* Recorded data:
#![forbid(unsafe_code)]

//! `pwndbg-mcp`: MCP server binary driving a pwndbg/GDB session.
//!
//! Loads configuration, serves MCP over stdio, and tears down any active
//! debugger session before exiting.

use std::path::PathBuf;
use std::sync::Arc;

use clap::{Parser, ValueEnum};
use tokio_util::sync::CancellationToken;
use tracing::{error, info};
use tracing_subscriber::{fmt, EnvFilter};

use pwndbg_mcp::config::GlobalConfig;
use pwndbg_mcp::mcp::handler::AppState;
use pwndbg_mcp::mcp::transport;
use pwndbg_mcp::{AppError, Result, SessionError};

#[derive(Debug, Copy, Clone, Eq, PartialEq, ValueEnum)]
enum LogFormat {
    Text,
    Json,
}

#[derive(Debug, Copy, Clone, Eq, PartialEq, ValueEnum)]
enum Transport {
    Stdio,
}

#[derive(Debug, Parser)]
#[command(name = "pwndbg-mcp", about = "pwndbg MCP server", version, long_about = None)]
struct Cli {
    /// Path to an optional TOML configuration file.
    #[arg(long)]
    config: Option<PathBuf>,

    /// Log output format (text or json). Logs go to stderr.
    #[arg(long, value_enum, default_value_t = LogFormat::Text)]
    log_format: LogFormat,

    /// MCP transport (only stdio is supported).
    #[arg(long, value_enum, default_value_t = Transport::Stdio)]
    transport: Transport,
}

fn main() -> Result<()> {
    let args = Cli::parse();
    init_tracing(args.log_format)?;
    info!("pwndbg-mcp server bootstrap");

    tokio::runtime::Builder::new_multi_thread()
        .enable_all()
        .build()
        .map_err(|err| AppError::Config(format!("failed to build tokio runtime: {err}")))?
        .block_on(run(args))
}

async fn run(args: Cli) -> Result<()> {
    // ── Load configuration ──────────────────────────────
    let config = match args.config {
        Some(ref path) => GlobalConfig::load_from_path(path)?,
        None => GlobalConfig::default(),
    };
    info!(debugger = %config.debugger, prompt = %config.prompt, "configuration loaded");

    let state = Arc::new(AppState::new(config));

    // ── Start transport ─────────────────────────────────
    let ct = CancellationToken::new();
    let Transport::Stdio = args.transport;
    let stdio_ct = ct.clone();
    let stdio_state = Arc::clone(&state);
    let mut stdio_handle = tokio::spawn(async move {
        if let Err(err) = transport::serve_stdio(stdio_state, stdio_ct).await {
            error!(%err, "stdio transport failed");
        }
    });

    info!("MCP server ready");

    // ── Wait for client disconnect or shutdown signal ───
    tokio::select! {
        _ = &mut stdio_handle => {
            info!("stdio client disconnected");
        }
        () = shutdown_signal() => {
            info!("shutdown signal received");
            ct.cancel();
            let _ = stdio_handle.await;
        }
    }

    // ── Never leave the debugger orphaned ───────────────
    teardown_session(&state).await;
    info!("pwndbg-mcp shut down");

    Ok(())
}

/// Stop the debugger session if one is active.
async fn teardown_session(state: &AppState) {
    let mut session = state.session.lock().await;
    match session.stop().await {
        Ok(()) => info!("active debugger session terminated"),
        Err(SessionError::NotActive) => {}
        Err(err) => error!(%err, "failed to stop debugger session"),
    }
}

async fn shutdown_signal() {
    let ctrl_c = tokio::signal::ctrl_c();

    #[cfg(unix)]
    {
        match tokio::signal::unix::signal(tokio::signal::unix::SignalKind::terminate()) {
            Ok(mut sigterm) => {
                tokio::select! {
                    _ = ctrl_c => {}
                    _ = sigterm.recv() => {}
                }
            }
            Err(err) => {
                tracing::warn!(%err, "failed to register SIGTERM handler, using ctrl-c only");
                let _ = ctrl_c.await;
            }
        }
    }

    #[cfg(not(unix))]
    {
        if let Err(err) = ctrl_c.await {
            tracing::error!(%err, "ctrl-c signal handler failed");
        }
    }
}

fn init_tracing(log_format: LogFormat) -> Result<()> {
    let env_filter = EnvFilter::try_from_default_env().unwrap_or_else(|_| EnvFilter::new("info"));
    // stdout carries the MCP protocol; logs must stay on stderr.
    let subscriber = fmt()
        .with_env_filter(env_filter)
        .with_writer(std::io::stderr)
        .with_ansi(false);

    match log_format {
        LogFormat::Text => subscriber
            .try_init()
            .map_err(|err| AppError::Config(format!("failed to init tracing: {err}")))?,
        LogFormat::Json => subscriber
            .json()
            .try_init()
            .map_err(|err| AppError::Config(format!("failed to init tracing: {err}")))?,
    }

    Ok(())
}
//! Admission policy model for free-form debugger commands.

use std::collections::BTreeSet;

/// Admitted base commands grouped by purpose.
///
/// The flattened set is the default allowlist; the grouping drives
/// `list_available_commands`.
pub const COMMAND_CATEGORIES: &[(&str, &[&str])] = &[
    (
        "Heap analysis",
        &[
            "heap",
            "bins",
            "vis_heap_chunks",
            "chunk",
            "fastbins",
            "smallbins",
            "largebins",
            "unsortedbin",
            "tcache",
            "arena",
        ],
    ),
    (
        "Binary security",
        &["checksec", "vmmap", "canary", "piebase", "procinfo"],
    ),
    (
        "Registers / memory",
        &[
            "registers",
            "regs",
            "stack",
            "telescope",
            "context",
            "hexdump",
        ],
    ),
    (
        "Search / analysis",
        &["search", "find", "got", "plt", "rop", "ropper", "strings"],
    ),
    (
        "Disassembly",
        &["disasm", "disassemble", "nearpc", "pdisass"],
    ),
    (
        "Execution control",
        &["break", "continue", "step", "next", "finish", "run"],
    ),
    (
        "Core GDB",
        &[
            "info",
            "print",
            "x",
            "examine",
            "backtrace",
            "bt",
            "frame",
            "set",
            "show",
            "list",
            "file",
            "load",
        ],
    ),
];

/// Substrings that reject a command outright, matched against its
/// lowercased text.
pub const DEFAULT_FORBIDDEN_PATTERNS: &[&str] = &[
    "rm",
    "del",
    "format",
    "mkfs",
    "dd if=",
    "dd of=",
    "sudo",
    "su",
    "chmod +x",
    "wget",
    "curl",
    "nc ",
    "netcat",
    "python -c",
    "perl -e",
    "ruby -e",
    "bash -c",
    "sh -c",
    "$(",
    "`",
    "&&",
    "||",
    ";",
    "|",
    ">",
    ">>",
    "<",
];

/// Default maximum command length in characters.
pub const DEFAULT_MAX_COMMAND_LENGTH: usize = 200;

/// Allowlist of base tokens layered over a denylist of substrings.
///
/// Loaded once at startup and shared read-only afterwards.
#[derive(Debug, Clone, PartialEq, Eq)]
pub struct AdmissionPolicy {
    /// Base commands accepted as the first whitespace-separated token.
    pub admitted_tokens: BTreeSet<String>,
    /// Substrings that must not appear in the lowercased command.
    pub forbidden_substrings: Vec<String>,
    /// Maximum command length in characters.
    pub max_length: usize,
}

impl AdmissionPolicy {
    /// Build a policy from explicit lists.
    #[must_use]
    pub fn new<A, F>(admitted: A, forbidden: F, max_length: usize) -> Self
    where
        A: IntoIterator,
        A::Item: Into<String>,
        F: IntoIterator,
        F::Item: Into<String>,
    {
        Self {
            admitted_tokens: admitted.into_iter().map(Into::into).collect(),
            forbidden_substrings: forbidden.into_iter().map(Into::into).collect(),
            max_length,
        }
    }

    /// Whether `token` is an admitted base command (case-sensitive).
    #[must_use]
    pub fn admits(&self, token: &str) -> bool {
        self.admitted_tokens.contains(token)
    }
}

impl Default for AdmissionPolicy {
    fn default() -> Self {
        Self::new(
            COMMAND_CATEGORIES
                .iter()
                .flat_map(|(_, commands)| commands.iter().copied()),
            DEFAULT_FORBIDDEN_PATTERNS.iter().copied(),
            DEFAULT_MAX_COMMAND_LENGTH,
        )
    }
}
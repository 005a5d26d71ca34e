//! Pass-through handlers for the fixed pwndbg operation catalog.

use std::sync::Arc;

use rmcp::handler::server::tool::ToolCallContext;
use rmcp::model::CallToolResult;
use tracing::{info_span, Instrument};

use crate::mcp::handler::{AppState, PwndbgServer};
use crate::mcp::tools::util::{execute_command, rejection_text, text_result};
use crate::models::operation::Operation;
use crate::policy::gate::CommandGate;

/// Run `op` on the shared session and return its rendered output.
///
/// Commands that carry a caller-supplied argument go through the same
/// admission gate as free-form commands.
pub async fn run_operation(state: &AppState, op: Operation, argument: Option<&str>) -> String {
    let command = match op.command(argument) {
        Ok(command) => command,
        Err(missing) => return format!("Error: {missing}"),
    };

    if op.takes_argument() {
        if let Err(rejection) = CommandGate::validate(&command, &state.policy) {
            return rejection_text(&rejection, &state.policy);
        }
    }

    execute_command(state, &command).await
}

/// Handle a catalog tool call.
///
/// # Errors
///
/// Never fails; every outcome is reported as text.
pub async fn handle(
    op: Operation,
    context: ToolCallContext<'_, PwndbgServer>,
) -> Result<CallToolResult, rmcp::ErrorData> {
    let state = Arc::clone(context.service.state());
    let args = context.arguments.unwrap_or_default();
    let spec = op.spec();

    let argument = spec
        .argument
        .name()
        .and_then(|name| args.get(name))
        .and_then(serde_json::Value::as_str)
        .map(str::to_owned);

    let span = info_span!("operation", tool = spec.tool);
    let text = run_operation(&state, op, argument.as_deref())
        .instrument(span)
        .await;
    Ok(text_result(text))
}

* Try it: Copy nothing beyond the line containing "#[derive(Debug, Parser)]". Transcribe exactly from the first line of the entries down to that line, inclusive.

* Output of the task:
#![forbid(unsafe_code)]

//! `pwndbg-mcp`: MCP server binary driving a pwndbg/GDB session.
//!
//! Loads configuration, serves MCP over stdio, and tears down any active
//! debugger session before exiting.

use std::path::PathBuf;
use std::sync::Arc;

use clap::{Parser, ValueEnum};
use tokio_util::sync::CancellationToken;
use tracing::{error, info};
use tracing_subscriber::{fmt, EnvFilter};

use pwndbg_mcp::config::GlobalConfig;
use pwndbg_mcp::mcp::handler::AppState;
use pwndbg_mcp::mcp::transport;
use pwndbg_mcp::{AppError, Result, SessionError};

#[derive(Debug, Copy, Clone, Eq, PartialEq, ValueEnum)]
enum LogFormat {
    Text,
    Json,
}

#[derive(Debug, Copy, Clone, Eq, PartialEq, ValueEnum)]
enum Transport {
    Stdio,
}

#[derive(Debug, Parser)]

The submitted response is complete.